Kennon v Spry is a landmark decision of the High Court of Australia, important in the fields of family law and trust law.

The case concerned the distribution of assets held in a discretionary trust in the context of a family law dispute. The parties were in dispute as to whether assets contained within the discretionary trust should be taken into account in a property settlement order.

The decision clarified the way discretionary trusts are to be dealt with by courts in Australian family law proceedings, the nature of the equitable rights held by beneficiaries in trusts, and the interpretation of the term 'property' in the Family Law Act 1975 (Cth).

Background[edit]

Dr. Ian Spry QC and his wife, Helen, were married in 1978. During their marriage, Spry established several discretionary trusts in which he, his wife, and his children were beneficiaries. In 1998, during marital difficulties, he made a variation to remove himself and his wife.[1]

After their separation, Helen Spry filed an application in the Family Court seeking property settlement and maintenance. She sought orders under s106B of the Family Law Act 1975 (Cth) to set aside the 1998 variation, and asked for an order that her husband pay her 50% of the assets and resources held in their individual or joint names, in the Trust, and in their Children's Trusts.
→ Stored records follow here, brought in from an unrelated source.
#[test]
fn test_listeners_observe_toggle_sequence() {
    let seen = Rc::new(RefCell::new(Vec::new()));
    let mut engine = engine(MemoryDocument::new());
    let sink = Rc::clone(&seen);
    engine.on_change(move |inverted| sink.borrow_mut().push(inverted));

    engine.toggle();
    engine.toggle();
    engine.toggle();
    assert_eq!(*seen.borrow(), vec![true, false, true]);
}

#[test]
fn test_queue_drain_applies_batches_in_order() {
    let mut doc = MemoryDocument::new();
    let body = doc.body().unwrap();
    let mut engine = engine(doc);
    engine.enable();

    let mut queue = MutationQueue::new();
    let first = engine.document_mut().append(&body, "div");
    queue.push(engine.document_mut().take_records());
    engine.document_mut().remove(&first);
    queue.push(engine.document_mut().take_records());
    assert_eq!(queue.len(), 2);

    assert_eq!(queue.drain(&mut engine), 2);
    assert!(queue.is_empty());
    assert!(!engine.cache().contains(engine.document().element_id(&first)));
}

#[test]
fn test_svg_elements_are_themed() {
    let mut doc = MemoryDocument::new();
    let body = doc.body().unwrap();
    let icon = doc.append_svg(&body, "svg");
    let path = doc.append_svg(&icon, "path");
    doc.set_base_style(&path, StyleProperty::Fill, "rgb(30, 30, 30)");

    let mut engine = engine(doc);
    engine.enable();
    assert_eq!(
        inline(&engine, &icon, StyleProperty::Filter),
        "invert(1) hue-rotate(180deg)"
    );
    assert_eq!(inline(&engine, &path, StyleProperty::Fill), "rgb(225, 225, 225)");
}

#[cfg(feature = "native")]
#[test]
fn test_file_store_survives_engine_restart() {
    let dir = tempfile::tempdir().unwrap();
    let path = dir.path().join("state.json");

    let mut first = InversionEngine::new(
        MemoryDocument::new(),
        FileStore::new(&path),
        InvertConfig::default(),
    );
    first.enable();
    drop(first);

    let mut second = InversionEngine::new(
        MemoryDocument::new(),
        FileStore::new(&path),
        InvertConfig::default(),
    );
    assert!(!second.is_inverted());
    second.mount();
    assert!(second.is_inverted());
}
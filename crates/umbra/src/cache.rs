//! Per-element style snapshots.
//!
//! Each tracked element owns one [`StyleEntry`] recording, per overridden
//! property, the inline value it had before the engine touched it and the
//! value the engine writes when inverted. The [`StyleCache`] maps element
//! ids to entries and holds no element handles, so a detached element is
//! never kept alive by it; stale ids are evicted explicitly.

use std::collections::{BTreeMap, HashMap};

use crate::dom::ElementId;
use crate::property::StyleProperty;

/// An original inline value and its inverted replacement.
///
/// An empty `original` means the element had no inline value; writing it
/// back removes the override.
#[derive(Debug, Clone, PartialEq, Eq)]
pub struct Override {
    pub original: String,
    pub inverted: String,
}

impl Override {
    pub fn new(original: impl Into<String>, inverted: impl Into<String>) -> Self {
        Self {
            original: original.into(),
            inverted: inverted.into(),
        }
    }
}

/// Values computed once and written verbatim on every apply.
#[derive(Debug, Clone, Default, PartialEq, Eq)]
pub struct StaticEntry {
    /// Solid-color properties.
    pub colors: Vec<(StyleProperty, Override)>,
    /// Composite properties whose rewrite changed the value.
    pub strings: Vec<(StyleProperty, Override)>,
    /// Filter for image-like elements.
    pub filter: Option<Override>,
}

impl StaticEntry {
    /// Number of properties this entry overrides.
    pub fn len(&self) -> usize {
        self.colors.len() + self.strings.len() + usize::from(self.filter.is_some())
    }

    pub fn is_empty(&self) -> bool {
        self.len() == 0
    }

    /// Look up the override recorded for `property`.
    pub fn get(&self, property: StyleProperty) -> Option<&Override> {
        if property == StyleProperty::Filter {
            return self.filter.as_ref();
        }
        self.colors
            .iter()
            .chain(self.strings.iter())
            .find(|(p, _)| *p == property)
            .map(|(_, o)| o)
    }

    /// Every `(property, original inline value)` pair.
    pub fn originals(&self) -> impl Iterator<Item = (StyleProperty, &str)> + '_ {
        self.colors
            .iter()
            .chain(self.strings.iter())
            .map(|(p, o)| (*p, o.original.as_str()))
            .chain(
                self.filter
                    .iter()
                    .map(|o| (StyleProperty::Filter, o.original.as_str())),
            )
    }
}

/// Original inline values of an element whose colors are recomputed live.
///
/// Originals are captured the first time a live pass writes a property and
/// kept until the entry is discarded.
#[derive(Debug, Clone, Default, PartialEq, Eq)]
pub struct DynamicEntry {
    originals: BTreeMap<StyleProperty, String>,
}

impl DynamicEntry {
    pub fn new() -> Self {
        Self::default()
    }

    /// Remember `original` for `property` unless one is already recorded.
    pub fn record(&mut self, property: StyleProperty, original: impl Into<String>) {
        self.originals
            .entry(property)
            .or_insert_with(|| original.into());
    }

    /// Returns true if an original has been recorded for `property`.
    pub fn has(&self, property: StyleProperty) -> bool {
        self.originals.contains_key(&property)
    }

    /// Every `(property, original inline value)` pair.
    pub fn originals(&self) -> impl Iterator<Item = (StyleProperty, &str)> + '_ {
        self.originals.iter().map(|(p, v)| (*p, v.as_str()))
    }

    pub fn len(&self) -> usize {
        self.originals.len()
    }

    pub fn is_empty(&self) -> bool {
        self.originals.is_empty()
    }
}

/// Snapshot of one tracked element.
#[derive(Debug, Clone, PartialEq, Eq)]
pub enum StyleEntry {
    /// Outside any dynamic context: inverted values computed at build time.
    Static(StaticEntry),
    /// Inside a dynamic context: inverted values computed at apply time.
    Dynamic(DynamicEntry),
}

impl StyleEntry {
    pub fn is_dynamic(&self) -> bool {
        matches!(self, StyleEntry::Dynamic(_))
    }

    /// Every `(property, original inline value)` pair recorded so far.
    pub fn originals(&self) -> Box<dyn Iterator<Item = (StyleProperty, &str)> + '_> {
        match self {
            StyleEntry::Static(entry) => Box::new(entry.originals()),
            StyleEntry::Dynamic(entry) => Box::new(entry.originals()),
        }
    }
}

/// Element id to entry map, owned by a single engine.
#[derive(Debug, Clone, Default)]
pub struct StyleCache {
    entries: HashMap<ElementId, StyleEntry>,
}

impl StyleCache {
    pub fn new() -> Self {
        Self::default()
    }

    pub fn get(&self, id: ElementId) -> Option<&StyleEntry> {
        self.entries.get(&id)
    }

    pub fn get_mut(&mut self, id: ElementId) -> Option<&mut StyleEntry> {
        self.entries.get_mut(&id)
    }

    pub fn contains(&self, id: ElementId) -> bool {
        self.entries.contains_key(&id)
    }

    /// Insert or replace the entry for `id`.
    pub fn insert(&mut self, id: ElementId, entry: StyleEntry) -> Option<StyleEntry> {
        self.entries.insert(id, entry)
    }

    /// Drop the entry for `id`.
    pub fn remove(&mut self, id: ElementId) -> Option<StyleEntry> {
        self.entries.remove(&id)
    }

    /// Keep only entries whose id satisfies `keep`; returns how many were evicted.
    pub fn retain<F>(&mut self, mut keep: F) -> usize
    where
        F: FnMut(ElementId) -> bool,
    {
        let before = self.entries.len();
        self.entries.retain(|id, _| keep(*id));
        before - self.entries.len()
    }

    pub fn len(&self) -> usize {
        self.entries.len()
    }

    pub fn is_empty(&self) -> bool {
        self.entries.is_empty()
    }

    pub fn clear(&mut self) {
        self.entries.clear();
    }

    /// Number of entries in dynamic contexts.
    pub fn dynamic_count(&self) -> usize {
        self.entries.values().filter(|e| e.is_dynamic()).count()
    }
}
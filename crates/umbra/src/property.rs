//! The style properties the engine reads and overrides.

use std::fmt;

use serde::{Deserialize, Serialize};

/// A color-bearing style property.
#[derive(Debug, Clone, Copy, PartialEq, Eq, Hash, PartialOrd, Ord, Serialize, Deserialize)]
#[serde(rename_all = "kebab-case")]
pub enum StyleProperty {
    Color,
    BackgroundColor,
    BorderTopColor,
    BorderRightColor,
    BorderBottomColor,
    BorderLeftColor,
    OutlineColor,
    CaretColor,
    Fill,
    Stroke,
    StopColor,
    BackgroundImage,
    BoxShadow,
    TextShadow,
    Filter,
}

impl StyleProperty {
    /// Properties holding a single solid color.
    pub const SOLID: [StyleProperty; 11] = [
        StyleProperty::Color,
        StyleProperty::BackgroundColor,
        StyleProperty::BorderTopColor,
        StyleProperty::BorderRightColor,
        StyleProperty::BorderBottomColor,
        StyleProperty::BorderLeftColor,
        StyleProperty::OutlineColor,
        StyleProperty::CaretColor,
        StyleProperty::Fill,
        StyleProperty::Stroke,
        StyleProperty::StopColor,
    ];

    /// Properties whose value is a composite string embedding colors.
    pub const COMPOSITE: [StyleProperty; 3] = [
        StyleProperty::BackgroundImage,
        StyleProperty::BoxShadow,
        StyleProperty::TextShadow,
    ];

    /// The hyphenated property name used by style declarations.
    pub const fn css_name(self) -> &'static str {
        match self {
            StyleProperty::Color => "color",
            StyleProperty::BackgroundColor => "background-color",
            StyleProperty::BorderTopColor => "border-top-color",
            StyleProperty::BorderRightColor => "border-right-color",
            StyleProperty::BorderBottomColor => "border-bottom-color",
            StyleProperty::BorderLeftColor => "border-left-color",
            StyleProperty::OutlineColor => "outline-color",
            StyleProperty::CaretColor => "caret-color",
            StyleProperty::Fill => "fill",
            StyleProperty::Stroke => "stroke",
            StyleProperty::StopColor => "stop-color",
            StyleProperty::BackgroundImage => "background-image",
            StyleProperty::BoxShadow => "box-shadow",
            StyleProperty::TextShadow => "text-shadow",
            StyleProperty::Filter => "filter",
        }
    }

    /// Look up a property by its hyphenated name.
    pub fn from_css_name(name: &str) -> Option<Self> {
        Self::SOLID
            .iter()
            .chain(Self::COMPOSITE.iter())
            .chain(std::iter::once(&StyleProperty::Filter))
            .copied()
            .find(|p| p.css_name().eq_ignore_ascii_case(name.trim()))
    }

    /// Text-like properties get contrast correction after inversion.
    pub const fn is_text(self) -> bool {
        matches!(self, StyleProperty::Color | StyleProperty::CaretColor)
    }
}

impl fmt::Display for StyleProperty {
    fn fmt(&self, f: &mut fmt::Formatter<'_>) -> fmt::Result {
        f.write_str(self.css_name())
    }
}

/// Filter appended to image-like elements.
pub const IMAGE_FILTER: &str = "invert(1) hue-rotate(180deg)";

const IMAGE_LIKE_TAGS: [&str; 4] = ["IMG", "SVG", "VIDEO", "CANVAS"];

/// Raster images, inline vector graphics, video and canvas.
pub fn is_image_like(tag_name: &str) -> bool {
    IMAGE_LIKE_TAGS
        .iter()
        .any(|t| t.eq_ignore_ascii_case(tag_name))
}

/// The inline filter to write on an image-like element whose current inline
/// filter is `existing`.
pub fn inverted_filter(existing: &str) -> String {
    let existing = existing.trim();
    if existing.is_empty() {
        IMAGE_FILTER.to_string()
    } else {
        format!("{existing} {IMAGE_FILTER}")
    }
}

#[cfg(test)]
mod tests {
    use super::*;

    #[test]
    fn test_css_names_round_trip() {
        for p in StyleProperty::SOLID
            .iter()
            .chain(StyleProperty::COMPOSITE.iter())
        {
            assert_eq!(StyleProperty::from_css_name(p.css_name()), Some(*p));
        }
        assert_eq!(
            StyleProperty::from_css_name("Filter"),
            Some(StyleProperty::Filter)
        );
        assert_eq!(StyleProperty::from_css_name("margin"), None);
    }

    #[test]
    fn test_text_properties() {
        assert!(StyleProperty::Color.is_text());
        assert!(StyleProperty::CaretColor.is_text());
        assert!(!StyleProperty::BackgroundColor.is_text());
        assert!(!StyleProperty::BoxShadow.is_text());
    }

    #[test]
    fn test_image_like() {
        assert!(is_image_like("img"));
        assert!(is_image_like("SVG"));
        assert!(is_image_like("Canvas"));
        assert!(!is_image_like("div"));
        assert!(!is_image_like("picture"));
    }

    #[test]
    fn test_inverted_filter_appends() {
        assert_eq!(inverted_filter(""), IMAGE_FILTER);
        assert_eq!(
            inverted_filter("blur(2px)"),
            "blur(2px) invert(1) hue-rotate(180deg)"
        );
    }
}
One of the key issues in the matter was whether assets held within the family trust should be considered part of the marital property available for distribution between the parties. After a hearing at the Melbourne Family Court, Justice Strickland delivered judgement setting aside the 1998 instrument, and ordered that Spry pay his wife the sum of ~$2,200,000.[2]

Spry appealed against the decision. The Full Court of the Family Court dismissed the appeal by majority. In 2008 special leave was granted at the High Court.[3]

Judgement[edit]

The High Court by majority ruled that the assets held within the family trust were available for distribution. Important to the court's reasoning was the interpretation of 'property' as defined in s4(1) of the Act,[4] and the act's formulation of jurisdiction exercised by the Family Court.[5]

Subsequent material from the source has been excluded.